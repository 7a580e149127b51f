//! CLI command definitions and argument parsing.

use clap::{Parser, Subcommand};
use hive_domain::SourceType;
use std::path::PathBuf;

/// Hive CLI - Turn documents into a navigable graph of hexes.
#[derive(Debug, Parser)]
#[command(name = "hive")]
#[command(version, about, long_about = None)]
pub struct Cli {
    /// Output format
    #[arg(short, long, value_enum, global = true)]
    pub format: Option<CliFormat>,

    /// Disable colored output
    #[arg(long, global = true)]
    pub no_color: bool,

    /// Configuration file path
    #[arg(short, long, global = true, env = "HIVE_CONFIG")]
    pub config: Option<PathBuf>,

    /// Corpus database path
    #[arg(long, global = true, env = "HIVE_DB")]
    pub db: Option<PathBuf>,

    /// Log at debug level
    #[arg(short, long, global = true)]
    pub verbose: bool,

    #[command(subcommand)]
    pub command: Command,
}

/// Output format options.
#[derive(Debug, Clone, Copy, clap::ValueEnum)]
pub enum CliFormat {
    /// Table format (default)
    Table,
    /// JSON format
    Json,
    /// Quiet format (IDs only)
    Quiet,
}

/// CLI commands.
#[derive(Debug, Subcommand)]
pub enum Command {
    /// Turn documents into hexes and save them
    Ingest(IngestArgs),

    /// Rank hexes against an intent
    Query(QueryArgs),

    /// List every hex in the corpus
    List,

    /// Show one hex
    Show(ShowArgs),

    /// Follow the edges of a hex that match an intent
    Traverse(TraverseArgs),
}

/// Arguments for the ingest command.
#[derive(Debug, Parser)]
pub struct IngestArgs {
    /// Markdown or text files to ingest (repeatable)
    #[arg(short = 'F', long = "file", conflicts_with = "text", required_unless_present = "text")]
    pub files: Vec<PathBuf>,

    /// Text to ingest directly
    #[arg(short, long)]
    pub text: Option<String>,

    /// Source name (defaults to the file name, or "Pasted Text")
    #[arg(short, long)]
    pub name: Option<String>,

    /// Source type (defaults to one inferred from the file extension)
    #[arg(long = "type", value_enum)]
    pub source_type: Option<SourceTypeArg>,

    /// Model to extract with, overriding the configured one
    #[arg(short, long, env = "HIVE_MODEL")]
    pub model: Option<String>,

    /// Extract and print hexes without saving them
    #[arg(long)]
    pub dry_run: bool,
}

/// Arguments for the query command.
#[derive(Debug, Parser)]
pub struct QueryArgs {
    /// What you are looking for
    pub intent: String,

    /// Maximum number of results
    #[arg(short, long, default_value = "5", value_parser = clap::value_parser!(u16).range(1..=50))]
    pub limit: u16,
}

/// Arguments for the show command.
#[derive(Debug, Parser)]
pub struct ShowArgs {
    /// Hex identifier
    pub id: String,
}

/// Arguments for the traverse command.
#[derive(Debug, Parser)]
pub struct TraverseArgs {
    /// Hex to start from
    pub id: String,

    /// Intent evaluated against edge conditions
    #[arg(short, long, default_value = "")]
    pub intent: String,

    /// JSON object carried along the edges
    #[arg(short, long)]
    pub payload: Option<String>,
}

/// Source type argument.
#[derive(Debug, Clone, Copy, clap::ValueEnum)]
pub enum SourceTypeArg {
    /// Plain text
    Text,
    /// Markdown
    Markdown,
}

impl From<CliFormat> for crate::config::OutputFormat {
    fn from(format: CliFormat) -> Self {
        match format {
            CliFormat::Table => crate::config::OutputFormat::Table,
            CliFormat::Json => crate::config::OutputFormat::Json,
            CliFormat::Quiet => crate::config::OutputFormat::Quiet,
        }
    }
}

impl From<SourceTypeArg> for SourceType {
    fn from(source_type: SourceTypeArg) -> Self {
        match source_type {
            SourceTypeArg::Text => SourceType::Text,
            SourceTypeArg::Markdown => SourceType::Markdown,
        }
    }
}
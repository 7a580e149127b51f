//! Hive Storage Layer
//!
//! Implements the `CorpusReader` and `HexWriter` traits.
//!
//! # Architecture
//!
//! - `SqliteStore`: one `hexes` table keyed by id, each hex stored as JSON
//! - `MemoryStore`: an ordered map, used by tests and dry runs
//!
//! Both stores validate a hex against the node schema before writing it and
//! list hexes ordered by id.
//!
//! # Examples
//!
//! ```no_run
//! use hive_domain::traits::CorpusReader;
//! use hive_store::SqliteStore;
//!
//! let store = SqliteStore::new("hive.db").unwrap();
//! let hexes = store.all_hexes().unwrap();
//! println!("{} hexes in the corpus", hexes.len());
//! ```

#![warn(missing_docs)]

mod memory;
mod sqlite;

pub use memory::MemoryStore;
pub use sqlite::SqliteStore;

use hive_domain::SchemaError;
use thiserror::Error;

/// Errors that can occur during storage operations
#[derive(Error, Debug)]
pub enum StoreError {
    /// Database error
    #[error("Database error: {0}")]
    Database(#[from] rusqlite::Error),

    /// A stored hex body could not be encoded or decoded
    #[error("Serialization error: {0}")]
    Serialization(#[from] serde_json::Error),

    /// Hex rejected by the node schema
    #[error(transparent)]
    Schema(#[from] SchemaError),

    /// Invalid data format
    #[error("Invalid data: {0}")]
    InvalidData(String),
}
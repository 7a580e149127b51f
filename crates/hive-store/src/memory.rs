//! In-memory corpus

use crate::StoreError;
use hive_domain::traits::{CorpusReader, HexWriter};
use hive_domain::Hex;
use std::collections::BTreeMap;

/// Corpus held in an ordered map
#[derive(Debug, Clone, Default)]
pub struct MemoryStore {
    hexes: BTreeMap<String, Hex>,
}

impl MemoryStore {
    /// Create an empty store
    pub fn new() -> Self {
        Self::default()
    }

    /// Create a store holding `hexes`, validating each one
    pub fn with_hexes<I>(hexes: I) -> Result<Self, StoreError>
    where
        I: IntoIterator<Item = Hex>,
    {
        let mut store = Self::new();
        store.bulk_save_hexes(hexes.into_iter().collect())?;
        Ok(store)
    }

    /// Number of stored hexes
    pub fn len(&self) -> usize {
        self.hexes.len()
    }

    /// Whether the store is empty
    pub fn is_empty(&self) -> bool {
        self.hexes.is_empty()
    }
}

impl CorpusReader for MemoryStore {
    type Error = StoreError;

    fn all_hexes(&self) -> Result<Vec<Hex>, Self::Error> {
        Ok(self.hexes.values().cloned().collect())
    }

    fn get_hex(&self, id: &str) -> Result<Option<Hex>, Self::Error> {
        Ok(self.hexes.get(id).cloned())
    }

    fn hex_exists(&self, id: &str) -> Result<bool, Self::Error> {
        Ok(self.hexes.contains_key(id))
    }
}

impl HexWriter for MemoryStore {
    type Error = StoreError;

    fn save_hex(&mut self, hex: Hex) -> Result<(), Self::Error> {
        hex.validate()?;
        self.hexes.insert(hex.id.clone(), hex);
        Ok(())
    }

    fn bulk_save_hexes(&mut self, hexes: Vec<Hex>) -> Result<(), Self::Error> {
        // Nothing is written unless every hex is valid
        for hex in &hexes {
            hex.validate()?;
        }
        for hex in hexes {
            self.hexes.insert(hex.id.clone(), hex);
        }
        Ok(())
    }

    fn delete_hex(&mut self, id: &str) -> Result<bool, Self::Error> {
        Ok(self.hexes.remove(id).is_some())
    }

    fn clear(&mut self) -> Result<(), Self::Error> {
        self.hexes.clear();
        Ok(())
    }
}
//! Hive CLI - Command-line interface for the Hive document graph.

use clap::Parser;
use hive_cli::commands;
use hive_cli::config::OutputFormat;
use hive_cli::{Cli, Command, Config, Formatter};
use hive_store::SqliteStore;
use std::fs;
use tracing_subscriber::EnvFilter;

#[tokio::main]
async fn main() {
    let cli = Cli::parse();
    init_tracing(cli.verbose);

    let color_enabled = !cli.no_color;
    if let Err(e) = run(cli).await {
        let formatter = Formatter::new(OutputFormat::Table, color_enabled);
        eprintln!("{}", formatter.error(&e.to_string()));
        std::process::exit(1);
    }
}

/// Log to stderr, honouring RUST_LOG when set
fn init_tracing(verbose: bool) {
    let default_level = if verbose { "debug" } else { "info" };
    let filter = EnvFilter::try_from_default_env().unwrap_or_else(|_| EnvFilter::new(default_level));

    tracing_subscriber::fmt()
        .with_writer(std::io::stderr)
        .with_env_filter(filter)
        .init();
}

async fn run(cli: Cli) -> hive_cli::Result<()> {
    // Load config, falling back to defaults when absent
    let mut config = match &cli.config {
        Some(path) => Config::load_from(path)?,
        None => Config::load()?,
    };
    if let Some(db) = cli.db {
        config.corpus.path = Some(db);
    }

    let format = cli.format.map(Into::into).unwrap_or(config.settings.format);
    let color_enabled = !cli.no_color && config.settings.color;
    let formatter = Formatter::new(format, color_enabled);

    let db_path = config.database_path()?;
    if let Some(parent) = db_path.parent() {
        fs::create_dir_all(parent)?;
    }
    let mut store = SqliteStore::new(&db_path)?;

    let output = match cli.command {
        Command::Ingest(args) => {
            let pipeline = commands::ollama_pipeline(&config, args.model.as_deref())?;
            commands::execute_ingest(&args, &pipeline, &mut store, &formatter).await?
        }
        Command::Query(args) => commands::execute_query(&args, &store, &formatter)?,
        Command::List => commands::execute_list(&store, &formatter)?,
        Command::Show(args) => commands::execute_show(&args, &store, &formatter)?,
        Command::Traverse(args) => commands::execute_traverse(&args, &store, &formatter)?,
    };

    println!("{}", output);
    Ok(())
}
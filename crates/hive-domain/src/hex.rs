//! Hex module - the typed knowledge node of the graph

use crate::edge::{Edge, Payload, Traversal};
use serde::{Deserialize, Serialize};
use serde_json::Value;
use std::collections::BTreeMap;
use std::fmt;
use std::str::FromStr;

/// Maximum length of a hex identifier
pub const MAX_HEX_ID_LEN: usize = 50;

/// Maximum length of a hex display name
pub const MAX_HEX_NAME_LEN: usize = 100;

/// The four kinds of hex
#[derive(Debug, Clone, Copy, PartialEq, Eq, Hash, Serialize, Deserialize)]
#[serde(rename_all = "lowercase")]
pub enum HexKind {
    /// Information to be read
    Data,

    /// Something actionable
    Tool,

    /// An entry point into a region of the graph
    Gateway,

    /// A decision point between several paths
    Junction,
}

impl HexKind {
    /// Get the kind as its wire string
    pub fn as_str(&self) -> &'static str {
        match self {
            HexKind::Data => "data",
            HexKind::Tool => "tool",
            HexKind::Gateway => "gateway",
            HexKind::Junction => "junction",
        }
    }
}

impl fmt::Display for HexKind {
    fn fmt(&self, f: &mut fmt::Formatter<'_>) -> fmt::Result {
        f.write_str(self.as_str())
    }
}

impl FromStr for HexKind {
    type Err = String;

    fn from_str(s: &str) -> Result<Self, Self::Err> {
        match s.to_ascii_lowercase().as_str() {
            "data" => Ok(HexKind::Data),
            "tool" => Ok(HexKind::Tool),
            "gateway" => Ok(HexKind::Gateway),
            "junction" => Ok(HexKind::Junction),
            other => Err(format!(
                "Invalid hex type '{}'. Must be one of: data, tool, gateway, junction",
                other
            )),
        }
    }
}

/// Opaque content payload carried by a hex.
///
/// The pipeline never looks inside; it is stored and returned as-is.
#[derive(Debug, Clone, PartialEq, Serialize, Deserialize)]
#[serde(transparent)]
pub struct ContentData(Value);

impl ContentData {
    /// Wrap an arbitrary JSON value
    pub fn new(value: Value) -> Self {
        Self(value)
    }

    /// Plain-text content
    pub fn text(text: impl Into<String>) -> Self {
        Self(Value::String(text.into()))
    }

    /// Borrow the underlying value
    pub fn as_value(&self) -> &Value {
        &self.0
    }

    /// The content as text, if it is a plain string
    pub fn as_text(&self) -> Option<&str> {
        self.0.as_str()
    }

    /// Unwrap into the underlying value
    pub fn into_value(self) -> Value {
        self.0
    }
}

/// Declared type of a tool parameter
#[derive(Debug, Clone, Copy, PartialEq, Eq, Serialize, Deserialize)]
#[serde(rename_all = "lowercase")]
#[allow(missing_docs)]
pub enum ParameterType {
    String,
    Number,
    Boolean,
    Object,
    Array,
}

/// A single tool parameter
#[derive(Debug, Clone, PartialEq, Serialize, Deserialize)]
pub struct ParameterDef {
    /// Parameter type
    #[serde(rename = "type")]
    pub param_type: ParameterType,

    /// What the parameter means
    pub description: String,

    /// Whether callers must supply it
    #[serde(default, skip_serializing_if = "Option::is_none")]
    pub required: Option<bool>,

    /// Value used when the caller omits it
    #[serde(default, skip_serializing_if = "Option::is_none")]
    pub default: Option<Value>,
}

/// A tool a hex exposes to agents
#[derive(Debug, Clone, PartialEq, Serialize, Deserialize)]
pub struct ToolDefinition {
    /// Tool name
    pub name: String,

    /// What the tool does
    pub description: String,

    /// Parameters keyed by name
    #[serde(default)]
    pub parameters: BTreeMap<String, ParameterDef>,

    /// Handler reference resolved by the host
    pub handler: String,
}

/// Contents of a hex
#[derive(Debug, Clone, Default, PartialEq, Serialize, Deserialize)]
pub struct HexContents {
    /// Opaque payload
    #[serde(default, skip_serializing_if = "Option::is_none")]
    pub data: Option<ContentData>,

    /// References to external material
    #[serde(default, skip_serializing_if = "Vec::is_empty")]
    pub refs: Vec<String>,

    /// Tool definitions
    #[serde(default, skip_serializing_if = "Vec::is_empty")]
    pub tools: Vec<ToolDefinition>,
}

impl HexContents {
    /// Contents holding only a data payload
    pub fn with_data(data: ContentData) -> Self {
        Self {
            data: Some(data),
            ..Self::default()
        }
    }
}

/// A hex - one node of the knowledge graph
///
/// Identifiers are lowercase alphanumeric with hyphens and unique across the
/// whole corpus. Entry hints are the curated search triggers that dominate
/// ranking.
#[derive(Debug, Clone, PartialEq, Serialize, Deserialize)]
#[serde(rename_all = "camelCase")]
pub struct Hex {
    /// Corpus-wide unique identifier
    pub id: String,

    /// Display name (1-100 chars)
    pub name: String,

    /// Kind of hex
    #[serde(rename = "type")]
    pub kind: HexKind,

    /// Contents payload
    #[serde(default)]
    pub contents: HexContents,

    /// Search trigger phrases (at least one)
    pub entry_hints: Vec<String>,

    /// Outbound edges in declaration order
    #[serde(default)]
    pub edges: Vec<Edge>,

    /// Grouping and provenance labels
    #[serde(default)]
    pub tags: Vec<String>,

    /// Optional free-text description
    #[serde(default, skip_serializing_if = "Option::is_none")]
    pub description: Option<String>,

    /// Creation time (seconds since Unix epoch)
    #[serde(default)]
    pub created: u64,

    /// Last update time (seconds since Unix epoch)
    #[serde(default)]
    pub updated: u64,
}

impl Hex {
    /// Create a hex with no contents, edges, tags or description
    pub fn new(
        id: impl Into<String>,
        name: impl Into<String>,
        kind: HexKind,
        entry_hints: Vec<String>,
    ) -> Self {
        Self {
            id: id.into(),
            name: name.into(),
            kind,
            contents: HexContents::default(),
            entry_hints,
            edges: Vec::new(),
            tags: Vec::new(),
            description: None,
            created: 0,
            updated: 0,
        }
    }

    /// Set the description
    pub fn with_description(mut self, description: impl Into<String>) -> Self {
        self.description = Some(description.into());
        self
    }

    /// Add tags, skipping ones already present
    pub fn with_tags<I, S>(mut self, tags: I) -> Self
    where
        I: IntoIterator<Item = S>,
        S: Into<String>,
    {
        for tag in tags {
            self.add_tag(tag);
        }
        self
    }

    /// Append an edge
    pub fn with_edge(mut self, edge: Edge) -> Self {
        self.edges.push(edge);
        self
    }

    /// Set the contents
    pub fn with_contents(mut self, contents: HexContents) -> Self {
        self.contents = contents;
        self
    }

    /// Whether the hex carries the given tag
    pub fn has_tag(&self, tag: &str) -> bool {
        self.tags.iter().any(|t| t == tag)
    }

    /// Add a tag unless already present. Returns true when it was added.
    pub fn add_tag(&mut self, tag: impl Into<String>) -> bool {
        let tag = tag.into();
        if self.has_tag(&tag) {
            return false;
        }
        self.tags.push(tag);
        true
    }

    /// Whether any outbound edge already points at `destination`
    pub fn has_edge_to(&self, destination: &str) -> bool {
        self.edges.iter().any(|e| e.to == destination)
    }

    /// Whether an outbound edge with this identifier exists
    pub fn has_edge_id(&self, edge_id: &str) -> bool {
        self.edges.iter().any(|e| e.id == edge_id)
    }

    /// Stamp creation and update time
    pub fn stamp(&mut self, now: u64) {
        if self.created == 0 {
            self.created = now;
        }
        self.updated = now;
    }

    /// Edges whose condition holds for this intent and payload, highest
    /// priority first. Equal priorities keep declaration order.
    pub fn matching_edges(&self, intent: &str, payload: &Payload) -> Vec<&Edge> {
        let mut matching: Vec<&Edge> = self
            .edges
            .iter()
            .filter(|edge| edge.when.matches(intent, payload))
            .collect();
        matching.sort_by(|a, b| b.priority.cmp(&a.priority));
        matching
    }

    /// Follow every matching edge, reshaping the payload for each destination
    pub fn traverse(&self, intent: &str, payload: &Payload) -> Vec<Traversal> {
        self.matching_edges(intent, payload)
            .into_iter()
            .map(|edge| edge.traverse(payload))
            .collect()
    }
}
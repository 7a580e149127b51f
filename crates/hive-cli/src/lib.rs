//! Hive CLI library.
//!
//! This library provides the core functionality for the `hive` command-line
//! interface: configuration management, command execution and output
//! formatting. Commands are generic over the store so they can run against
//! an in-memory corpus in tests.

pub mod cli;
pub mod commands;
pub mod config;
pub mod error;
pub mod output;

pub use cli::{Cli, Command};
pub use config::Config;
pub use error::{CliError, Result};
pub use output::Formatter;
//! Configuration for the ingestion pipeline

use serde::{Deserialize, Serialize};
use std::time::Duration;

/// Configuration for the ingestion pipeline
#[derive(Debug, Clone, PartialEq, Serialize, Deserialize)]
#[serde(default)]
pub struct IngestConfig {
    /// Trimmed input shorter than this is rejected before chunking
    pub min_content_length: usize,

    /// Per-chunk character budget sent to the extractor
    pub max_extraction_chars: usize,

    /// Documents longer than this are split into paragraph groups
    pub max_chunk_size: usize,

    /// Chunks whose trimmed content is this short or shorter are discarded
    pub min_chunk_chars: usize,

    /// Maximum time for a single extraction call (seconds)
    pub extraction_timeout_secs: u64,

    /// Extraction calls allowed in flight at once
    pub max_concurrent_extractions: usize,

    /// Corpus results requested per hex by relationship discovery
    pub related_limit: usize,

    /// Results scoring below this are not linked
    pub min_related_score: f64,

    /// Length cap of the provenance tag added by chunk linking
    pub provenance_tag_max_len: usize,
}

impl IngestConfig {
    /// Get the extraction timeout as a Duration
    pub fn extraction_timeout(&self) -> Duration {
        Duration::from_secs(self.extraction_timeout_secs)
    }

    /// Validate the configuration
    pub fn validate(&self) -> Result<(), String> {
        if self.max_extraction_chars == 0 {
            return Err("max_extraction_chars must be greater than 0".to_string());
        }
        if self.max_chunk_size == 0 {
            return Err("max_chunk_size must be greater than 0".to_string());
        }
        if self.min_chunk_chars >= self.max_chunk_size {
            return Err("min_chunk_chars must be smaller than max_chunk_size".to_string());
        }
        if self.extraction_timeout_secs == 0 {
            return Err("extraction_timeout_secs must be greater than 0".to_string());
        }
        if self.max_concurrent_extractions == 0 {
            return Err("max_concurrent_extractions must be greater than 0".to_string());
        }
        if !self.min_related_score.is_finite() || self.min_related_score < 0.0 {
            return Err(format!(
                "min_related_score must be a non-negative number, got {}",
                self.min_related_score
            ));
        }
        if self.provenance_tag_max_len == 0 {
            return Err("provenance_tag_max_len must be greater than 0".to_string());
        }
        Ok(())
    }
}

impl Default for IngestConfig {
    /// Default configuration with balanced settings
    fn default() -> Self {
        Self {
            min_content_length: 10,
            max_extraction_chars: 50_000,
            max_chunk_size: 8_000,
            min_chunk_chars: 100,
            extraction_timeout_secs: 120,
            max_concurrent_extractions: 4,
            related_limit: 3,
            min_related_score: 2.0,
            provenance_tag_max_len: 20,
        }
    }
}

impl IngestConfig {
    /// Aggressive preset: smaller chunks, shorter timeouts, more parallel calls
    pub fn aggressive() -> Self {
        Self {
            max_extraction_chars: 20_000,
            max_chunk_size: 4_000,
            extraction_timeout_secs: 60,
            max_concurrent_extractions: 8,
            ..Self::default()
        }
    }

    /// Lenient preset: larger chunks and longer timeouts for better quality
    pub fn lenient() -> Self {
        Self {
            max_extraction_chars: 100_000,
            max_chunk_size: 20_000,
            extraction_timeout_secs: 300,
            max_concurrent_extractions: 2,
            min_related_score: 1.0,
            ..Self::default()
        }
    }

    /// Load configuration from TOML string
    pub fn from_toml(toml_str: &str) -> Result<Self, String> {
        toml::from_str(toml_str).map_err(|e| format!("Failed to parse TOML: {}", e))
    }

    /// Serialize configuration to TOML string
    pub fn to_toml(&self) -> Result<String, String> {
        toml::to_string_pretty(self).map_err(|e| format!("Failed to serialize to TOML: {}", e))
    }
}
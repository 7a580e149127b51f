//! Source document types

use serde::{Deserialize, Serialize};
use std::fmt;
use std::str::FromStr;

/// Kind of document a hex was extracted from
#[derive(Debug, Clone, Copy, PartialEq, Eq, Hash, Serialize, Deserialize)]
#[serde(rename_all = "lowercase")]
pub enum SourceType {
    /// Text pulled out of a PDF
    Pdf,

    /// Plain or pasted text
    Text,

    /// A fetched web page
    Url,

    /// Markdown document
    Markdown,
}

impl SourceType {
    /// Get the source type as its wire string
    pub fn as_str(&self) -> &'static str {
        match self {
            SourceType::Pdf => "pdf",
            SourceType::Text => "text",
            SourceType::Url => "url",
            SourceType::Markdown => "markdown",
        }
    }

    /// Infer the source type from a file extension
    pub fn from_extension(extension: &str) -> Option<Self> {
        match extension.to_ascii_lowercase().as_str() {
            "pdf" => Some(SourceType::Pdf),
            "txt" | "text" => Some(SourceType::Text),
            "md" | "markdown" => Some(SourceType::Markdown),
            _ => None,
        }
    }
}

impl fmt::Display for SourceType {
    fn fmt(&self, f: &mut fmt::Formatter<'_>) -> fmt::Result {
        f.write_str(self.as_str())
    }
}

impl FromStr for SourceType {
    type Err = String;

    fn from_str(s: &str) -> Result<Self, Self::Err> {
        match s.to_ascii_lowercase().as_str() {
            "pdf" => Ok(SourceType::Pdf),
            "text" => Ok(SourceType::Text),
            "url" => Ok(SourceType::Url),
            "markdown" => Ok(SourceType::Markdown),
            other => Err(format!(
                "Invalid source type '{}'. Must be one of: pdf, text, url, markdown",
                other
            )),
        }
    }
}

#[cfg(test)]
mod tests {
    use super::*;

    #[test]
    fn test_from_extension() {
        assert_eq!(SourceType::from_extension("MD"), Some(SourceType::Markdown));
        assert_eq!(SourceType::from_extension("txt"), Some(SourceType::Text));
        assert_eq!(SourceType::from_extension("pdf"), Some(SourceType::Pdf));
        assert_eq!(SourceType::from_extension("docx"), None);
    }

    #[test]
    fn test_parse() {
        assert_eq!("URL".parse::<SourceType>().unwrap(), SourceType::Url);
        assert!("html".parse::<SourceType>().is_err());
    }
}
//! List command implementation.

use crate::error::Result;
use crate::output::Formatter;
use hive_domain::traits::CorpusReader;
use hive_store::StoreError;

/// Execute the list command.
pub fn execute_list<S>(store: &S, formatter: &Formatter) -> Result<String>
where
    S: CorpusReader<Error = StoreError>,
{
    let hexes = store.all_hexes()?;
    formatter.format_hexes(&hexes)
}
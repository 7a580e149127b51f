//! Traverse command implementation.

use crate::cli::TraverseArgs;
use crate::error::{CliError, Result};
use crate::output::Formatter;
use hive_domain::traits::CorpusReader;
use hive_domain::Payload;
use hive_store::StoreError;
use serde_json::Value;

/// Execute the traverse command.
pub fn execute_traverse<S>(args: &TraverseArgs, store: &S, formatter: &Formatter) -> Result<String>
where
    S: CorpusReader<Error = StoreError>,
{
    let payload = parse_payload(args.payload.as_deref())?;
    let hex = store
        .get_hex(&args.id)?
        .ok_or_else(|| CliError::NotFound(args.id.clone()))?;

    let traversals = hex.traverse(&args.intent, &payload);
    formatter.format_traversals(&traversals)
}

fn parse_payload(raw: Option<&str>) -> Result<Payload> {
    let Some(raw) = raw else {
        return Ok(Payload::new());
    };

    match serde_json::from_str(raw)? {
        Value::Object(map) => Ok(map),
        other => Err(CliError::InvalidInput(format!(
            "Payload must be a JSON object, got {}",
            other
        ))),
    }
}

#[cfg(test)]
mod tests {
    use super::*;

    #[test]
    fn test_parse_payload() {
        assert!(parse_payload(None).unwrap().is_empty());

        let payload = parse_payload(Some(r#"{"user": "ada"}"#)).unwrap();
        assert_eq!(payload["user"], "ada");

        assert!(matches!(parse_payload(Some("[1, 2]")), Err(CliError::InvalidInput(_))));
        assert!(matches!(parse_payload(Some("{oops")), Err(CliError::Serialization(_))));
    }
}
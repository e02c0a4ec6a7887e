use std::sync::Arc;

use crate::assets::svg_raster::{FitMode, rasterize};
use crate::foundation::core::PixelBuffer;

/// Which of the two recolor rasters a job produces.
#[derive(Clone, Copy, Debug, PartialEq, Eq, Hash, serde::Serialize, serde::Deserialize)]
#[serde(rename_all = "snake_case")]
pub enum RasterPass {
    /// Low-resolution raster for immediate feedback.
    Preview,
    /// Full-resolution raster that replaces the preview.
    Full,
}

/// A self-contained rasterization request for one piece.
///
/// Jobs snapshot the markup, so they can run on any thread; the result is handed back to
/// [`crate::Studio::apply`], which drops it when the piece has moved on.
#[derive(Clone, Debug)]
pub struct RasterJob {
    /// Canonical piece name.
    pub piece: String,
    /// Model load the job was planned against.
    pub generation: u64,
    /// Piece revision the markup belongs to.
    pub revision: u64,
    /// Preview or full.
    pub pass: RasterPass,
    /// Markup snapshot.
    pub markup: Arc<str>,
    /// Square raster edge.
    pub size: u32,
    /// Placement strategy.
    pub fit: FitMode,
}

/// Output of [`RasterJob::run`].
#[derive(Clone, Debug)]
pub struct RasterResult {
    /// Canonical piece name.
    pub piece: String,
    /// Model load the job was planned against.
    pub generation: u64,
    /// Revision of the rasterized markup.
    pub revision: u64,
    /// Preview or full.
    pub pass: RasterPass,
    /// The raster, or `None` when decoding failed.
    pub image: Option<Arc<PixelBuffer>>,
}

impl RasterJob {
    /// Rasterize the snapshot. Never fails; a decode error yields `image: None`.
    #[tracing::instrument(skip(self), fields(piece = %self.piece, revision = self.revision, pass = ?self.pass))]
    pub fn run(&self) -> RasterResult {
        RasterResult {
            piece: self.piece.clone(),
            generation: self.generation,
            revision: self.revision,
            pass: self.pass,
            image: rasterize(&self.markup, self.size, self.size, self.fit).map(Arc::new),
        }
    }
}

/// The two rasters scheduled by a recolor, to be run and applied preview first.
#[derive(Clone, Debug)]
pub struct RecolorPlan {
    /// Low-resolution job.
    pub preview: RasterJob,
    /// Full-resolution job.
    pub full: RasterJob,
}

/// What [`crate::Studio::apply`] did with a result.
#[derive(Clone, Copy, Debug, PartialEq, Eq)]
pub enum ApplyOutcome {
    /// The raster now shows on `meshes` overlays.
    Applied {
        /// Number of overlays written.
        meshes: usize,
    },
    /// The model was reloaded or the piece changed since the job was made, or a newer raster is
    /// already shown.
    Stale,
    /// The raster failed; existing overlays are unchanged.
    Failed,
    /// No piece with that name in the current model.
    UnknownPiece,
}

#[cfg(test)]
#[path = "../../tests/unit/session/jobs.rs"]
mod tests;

────────

Start at the first line of the entries and stop at the line that contains "Configuration file path". Repeat every line in that span exactly, and nothing beyond it.

■ **RESULT OF THIS TASK**
repository 7a580e149127b51f
//! CLI command definitions and argument parsing.

use clap::{Parser, Subcommand};
use hive_domain::SourceType;
use std::path::PathBuf;

/// Hive CLI - Turn documents into a navigable graph of hexes.
#[derive(Debug, Parser)]
#[command(name = "hive")]
#[command(version, about, long_about = None)]
pub struct Cli {
    /// Output format
    #[arg(short, long, value_enum, global = true)]
    pub format: Option<CliFormat>,

    /// Disable colored output
    #[arg(long, global = true)]
    pub no_color: bool,

    /// Configuration file path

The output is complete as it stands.